* Directions for this task: Take each line of the entries below that contains "FinalResponse" and copy it.

* Records provided:

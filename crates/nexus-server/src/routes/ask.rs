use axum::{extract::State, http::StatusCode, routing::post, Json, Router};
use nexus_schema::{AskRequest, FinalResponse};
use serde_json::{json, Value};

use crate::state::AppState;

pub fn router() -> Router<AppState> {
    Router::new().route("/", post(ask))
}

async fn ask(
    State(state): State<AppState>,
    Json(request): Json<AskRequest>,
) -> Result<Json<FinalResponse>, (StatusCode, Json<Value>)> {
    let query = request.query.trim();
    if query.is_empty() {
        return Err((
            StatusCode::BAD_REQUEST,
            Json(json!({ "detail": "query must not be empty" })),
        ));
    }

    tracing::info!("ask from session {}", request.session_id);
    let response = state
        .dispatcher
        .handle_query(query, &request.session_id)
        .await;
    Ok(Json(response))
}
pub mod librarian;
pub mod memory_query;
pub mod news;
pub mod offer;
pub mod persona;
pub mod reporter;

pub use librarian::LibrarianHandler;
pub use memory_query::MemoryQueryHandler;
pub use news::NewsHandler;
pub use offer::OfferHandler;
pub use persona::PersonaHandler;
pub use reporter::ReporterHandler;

* Your response:
use nexus_schema::{AskRequest, FinalResponse};
) -> Result<Json<FinalResponse>, (StatusCode, Json<Value>)> {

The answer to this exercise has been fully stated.